Le CCM complète son chantier de réforme
Le cinéma marocain entame une nouvelle phase de son évolution. Le Centre cinématographique marocain a finalisé la refonte de son cadre réglementaire à travers la publication de quatre arrêtés ministériels, venant préciser plusieurs aspects clés de l’organisation du secteur.
Placée sous la tutelle du ministère de la Jeunesse, de la Culture et de la Communication, cette initiative s’inscrit dans une volonté de modernisation globale, visant à adapter la filière aux mutations profondes de l’industrie audiovisuelle.

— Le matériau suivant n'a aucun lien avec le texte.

use ndarray::{Array2, Array3, Axis, Zip};

/// Laplacian pyramid blend of `src` over `dst`, weighted by a Gaussian pyramid of `alpha`.
pub fn multiband_blend(src: &Array3<f32>, dst: &Array3<f32>, alpha: &Array2<f32>, levels: u32) -> Array3<f32> {
    let (h, w, _) = src.dim();
    let levels = level_count(h, w, levels);
    let mask = alpha.clone().insert_axis(Axis(2));

    let src_pyr = laplacian_pyramid(src, levels);
    let dst_pyr = laplacian_pyramid(dst, levels);
    let mask_pyr = gaussian_pyramid(&mask, levels);

    let blended: Vec<Array3<f32>> = src_pyr
        .iter()
        .zip(dst_pyr.iter())
        .zip(mask_pyr.iter())
        .map(|((s, d), m)| {
            let mut out = d.clone();
            Zip::indexed(&mut out).and(s).for_each(|(j, i, _), o, &sv| {
                let a = m[[j, i, 0]];
                *o = sv * a + *o * (1.0 - a);
            });
            out
        })
        .collect();

    collapse(blended)
}

// stop once either side would fall below 4 pixels
fn level_count(h: usize, w: usize, requested: u32) -> usize {
    let mut levels = 1;
    let (mut h, mut w) = (h, w);
    while levels < requested.max(1) as usize && h >= 8 && w >= 8 {
        h = (h + 1) / 2;
        w = (w + 1) / 2;
        levels += 1;
    }
    levels
}

// 2x2 box average, odd edges replicate
fn downsample(image: &Array3<f32>) -> Array3<f32> {
    let (h, w, c) = image.dim();
    let (nh, nw) = ((h + 1) / 2, (w + 1) / 2);
    Array3::from_shape_fn((nh, nw, c), |(j, i, ch)| {
        let (y0, x0) = (2 * j, 2 * i);
        let (y1, x1) = ((y0 + 1).min(h - 1), (x0 + 1).min(w - 1));
        (image[[y0, x0, ch]] + image[[y0, x1, ch]] + image[[y1, x0, ch]] + image[[y1, x1, ch]]) / 4.0
    })
}

// bilinear, pixel-centre aligned
fn upsample(image: &Array3<f32>, h: usize, w: usize) -> Array3<f32> {
    let (sh, sw, c) = image.dim();
    let (scale_y, scale_x) = (sh as f32 / h as f32, sw as f32 / w as f32);
    Array3::from_shape_fn((h, w, c), |(j, i, ch)| {
        let y = ((j as f32 + 0.5) * scale_y - 0.5).clamp(0.0, (sh - 1) as f32);
        let x = ((i as f32 + 0.5) * scale_x - 0.5).clamp(0.0, (sw - 1) as f32);
        let (y0, x0) = (y.floor() as usize, x.floor() as usize);
        let (y1, x1) = ((y0 + 1).min(sh - 1), (x0 + 1).min(sw - 1));
        let (ty, tx) = (y - y0 as f32, x - x0 as f32);
        let top = image[[y0, x0, ch]] * (1.0 - tx) + image[[y0, x1, ch]] * tx;
        let bottom = image[[y1, x0, ch]] * (1.0 - tx) + image[[y1, x1, ch]] * tx;
        top * (1.0 - ty) + bottom * ty
    })
}

fn gaussian_pyramid(image: &Array3<f32>, levels: usize) -> Vec<Array3<f32>> {
    let mut pyramid = vec![image.clone()];
    for _ in 1..levels {
        let next = downsample(&pyramid[pyramid.len() - 1]);
        pyramid.push(next);
    }
    pyramid
}

fn laplacian_pyramid(image: &Array3<f32>, levels: usize) -> Vec<Array3<f32>> {
    let gaussian = gaussian_pyramid(image, levels);
    let mut pyramid = Vec::with_capacity(levels);
    for k in 0..levels {
        if k + 1 == levels {
            pyramid.push(gaussian[k].clone());
        } else {
            let (h, w, _) = gaussian[k].dim();
            pyramid.push(&gaussian[k] - &upsample(&gaussian[k + 1], h, w));
        }
    }
    pyramid
}

fn collapse(mut pyramid: Vec<Array3<f32>>) -> Array3<f32> {
    let mut image = match pyramid.pop() {
        Some(top) => top,
        None => return Array3::zeros((0, 0, 3)),
    };
    while let Some(level) = pyramid.pop() {
        let (h, w, _) = level.dim();
        image = upsample(&image, h, w) + &level;
    }
    image
}

#[cfg(test)]
mod tests {
    use super::*;

    #[test]
    fn pyramid_collapses_back_to_input() {
        let image = Array3::from_shape_fn((20, 24, 3), |(j, i, c)| (j * 7 + i * 3 + c) as f32);
        let restored = collapse(laplacian_pyramid(&image, 3));
        assert!(restored
            .iter()
            .zip(image.iter())
            .all(|(a, b)| (a - b).abs() < 1e-3));
    }

    #[test]
    fn full_and_empty_masks_pick_one_side() {
        let src = Array3::from_elem((16, 16, 3), 200.0);
        let dst = Array3::from_elem((16, 16, 3), 10.0);

        let all = multiband_blend(&src, &dst, &Array2::from_elem((16, 16), 1.0), 4);
        assert!(all.iter().all(|&v| (v - 200.0).abs() < 1e-3));

        let none = multiband_blend(&src, &dst, &Array2::zeros((16, 16)), 4);
        assert!(none.iter().all(|&v| (v - 10.0).abs() < 1e-3));
    }

    #[test]
    fn small_images_use_a_single_level() {
        assert_eq!(level_count(5, 100, 4), 1);
        assert_eq!(level_count(64, 64, 4), 4);
    }
}
pub mod model_ssd;

use crate::face::FaceDetection;
use crate::frame::Frame;

/// Locates faces in a frame.
///
/// An empty frame, or a detector that cannot run, yields no detections.
pub trait FaceDetector: Send {
    fn detect(&self, frame: &Frame) -> Vec<FaceDetection>;
}

impl<F> FaceDetector for F
where
    F: Fn(&Frame) -> Vec<FaceDetection> + Send,
{
    fn detect(&self, frame: &Frame) -> Vec<FaceDetection> {
        self(frame)
    }
}

/// Detector that never finds anything.
#[derive(Debug, Default, Clone, Copy)]
pub struct NoFaces;

impl FaceDetector for NoFaces {
    fn detect(&self, _frame: &Frame) -> Vec<FaceDetection> {
        Vec::new()
    }
}
use image::Luma;
use imageproc::distance_transform::Norm;
use imageproc::morphology::dilate;
use serde::{Deserialize, Serialize};

use crate::face_parsing::{FaceLabel, LabelMap, RegionMask};

const ON: u8 = 255;

const EYES: &[FaceLabel] = &[FaceLabel::LeftEye, FaceLabel::RightEye];
const EYEBROWS: &[FaceLabel] = &[FaceLabel::LeftEyebrow, FaceLabel::RightEyebrow];
const MOUTH: &[FaceLabel] = &[FaceLabel::Mouth, FaceLabel::UpperLip, FaceLabel::LowerLip];
const NOSE_AND_MOUTH: &[FaceLabel] = &[
    FaceLabel::Nose,
    FaceLabel::Mouth,
    FaceLabel::UpperLip,
    FaceLabel::LowerLip,
];

/// Named facial regions derived from a label map.
#[derive(Debug, Clone, Copy, PartialEq, Eq, Hash)]
pub enum FaceRegion {
    Eyes,
    Eyebrows,
    Forehead,
    Cheeks,
    Mouth,
    Jaw,
    Neck,
    Hair,
}

impl FaceRegion {
    pub const ALL: [FaceRegion; 8] = [
        FaceRegion::Eyes,
        FaceRegion::Eyebrows,
        FaceRegion::Forehead,
        FaceRegion::Cheeks,
        FaceRegion::Mouth,
        FaceRegion::Jaw,
        FaceRegion::Neck,
        FaceRegion::Hair,
    ];
}

#[derive(Debug, Clone, Copy, PartialEq, Serialize, Deserialize)]
#[serde(default)]
pub struct SegmenterConfig {
    /// Square dilation of the eyebrows that bounds the forehead.
    pub forehead_kernel: u32,
    /// Square dilation of nose and mouth carved out of the cheeks.
    pub cheek_kernel: u32,
    /// Jaw starts at this fraction of the map height.
    pub jaw_start_fraction: f32,
}

impl Default for SegmenterConfig {
    fn default() -> Self {
        Self {
            forehead_kernel: 15,
            cheek_kernel: 20,
            jaw_start_fraction: 0.6,
        }
    }
}

/// Turns a label map into binary region masks.
#[derive(Debug, Clone, Default)]
pub struct RegionSegmenter {
    config: SegmenterConfig,
}

impl RegionSegmenter {
    pub fn new(config: SegmenterConfig) -> RegionSegmenter {
        RegionSegmenter { config }
    }

    pub fn config(&self) -> &SegmenterConfig {
        &self.config
    }

    pub fn eyes_mask(&self, labels: &LabelMap) -> RegionMask {
        membership(labels, EYES)
    }

    pub fn eyebrows_mask(&self, labels: &LabelMap) -> RegionMask {
        membership(labels, EYEBROWS)
    }

    pub fn mouth_mask(&self, labels: &LabelMap) -> RegionMask {
        membership(labels, MOUTH)
    }

    pub fn hair_mask(&self, labels: &LabelMap) -> RegionMask {
        membership(labels, &[FaceLabel::Hair])
    }

    pub fn neck_mask(&self, labels: &LabelMap) -> RegionMask {
        membership(labels, &[FaceLabel::Neck])
    }

    pub fn skin_mask(&self, labels: &LabelMap) -> RegionMask {
        membership(labels, &[FaceLabel::Skin])
    }

    pub fn nose_mask(&self, labels: &LabelMap) -> RegionMask {
        membership(labels, &[FaceLabel::Nose])
    }

    /// Skin within reach of the eyebrows.
    pub fn forehead_mask(&self, labels: &LabelMap) -> RegionMask {
        let skin = self.skin_mask(labels);
        let near_brows = dilate_square(&self.eyebrows_mask(labels), self.config.forehead_kernel);
        combine(&skin, &near_brows, |a, b| a && b)
    }

    /// Skin away from the nose and mouth.
    pub fn cheeks_mask(&self, labels: &LabelMap) -> RegionMask {
        let skin = self.skin_mask(labels);
        let center = dilate_square(&membership(labels, NOSE_AND_MOUTH), self.config.cheek_kernel);
        combine(&skin, &center, |a, b| a && !b)
    }

    /// Skin in the lower part of the map.
    pub fn jaw_mask(&self, labels: &LabelMap) -> RegionMask {
        let start = (self.config.jaw_start_fraction * labels.height() as f32).floor().max(0.0) as u32;
        let skin = FaceLabel::Skin.id();
        RegionMask::from_fn(labels.width(), labels.height(), |x, y| {
            binary(y >= start && labels.get_pixel(x, y)[0] == skin)
        })
    }

    pub fn region_mask(&self, labels: &LabelMap, region: FaceRegion) -> RegionMask {
        match region {
            FaceRegion::Eyes => self.eyes_mask(labels),
            FaceRegion::Eyebrows => self.eyebrows_mask(labels),
            FaceRegion::Forehead => self.forehead_mask(labels),
            FaceRegion::Cheeks => self.cheeks_mask(labels),
            FaceRegion::Mouth => self.mouth_mask(labels),
            FaceRegion::Jaw => self.jaw_mask(labels),
            FaceRegion::Neck => self.neck_mask(labels),
            FaceRegion::Hair => self.hair_mask(labels),
        }
    }

    pub fn all_masks(&self, labels: &LabelMap) -> Vec<(FaceRegion, RegionMask)> {
        FaceRegion::ALL
            .iter()
            .map(|&r| (r, self.region_mask(labels, r)))
            .collect()
    }
}

fn binary(on: bool) -> Luma<u8> {
    Luma([if on { ON } else { 0 }])
}

fn membership(labels: &LabelMap, classes: &[FaceLabel]) -> RegionMask {
    RegionMask::from_fn(labels.width(), labels.height(), |x, y| {
        let id = labels.get_pixel(x, y)[0];
        binary(classes.iter().any(|c| c.id() == id))
    })
}

fn combine(a: &RegionMask, b: &RegionMask, op: impl Fn(bool, bool) -> bool) -> RegionMask {
    RegionMask::from_fn(a.width(), a.height(), |x, y| {
        binary(op(a.get_pixel(x, y)[0] > 0, b.get_pixel(x, y)[0] > 0))
    })
}

// kernel x kernel square structuring element
fn dilate_square(mask: &RegionMask, kernel: u32) -> RegionMask {
    if mask.width() == 0 || mask.height() == 0 || kernel <= 1 {
        return mask.clone();
    }
    let radius = (kernel / 2).min(u8::MAX as u32) as u8;
    dilate(mask, Norm::LInf, radius)
}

Clarifier les règles et sécuriser les pratiques
Ces nouveaux textes ont pour objectif principal de traduire concrètement les dispositions légales récemment adoptées. Ils apportent des précisions sur :
- Les conditions d’autorisation des activités professionnelles
- Les modalités d’exercice des métiers du secteur
- Les mécanismes de contrôle et de suivi administratif
En renforçant la lisibilité du cadre réglementaire, cette réforme ambitionne de réduire les zones d’incertitude et de faciliter le travail des différents acteurs de la chaîne cinématographique.
Un secteur en mutation entre opportunités et défis
Cette refonte intervient dans un contexte particulier. Le Maroc continue de s’imposer comme une destination attractive pour les tournages internationaux, grâce à la diversité de ses paysages, à ses infrastructures et à l’expertise de ses équipes techniques.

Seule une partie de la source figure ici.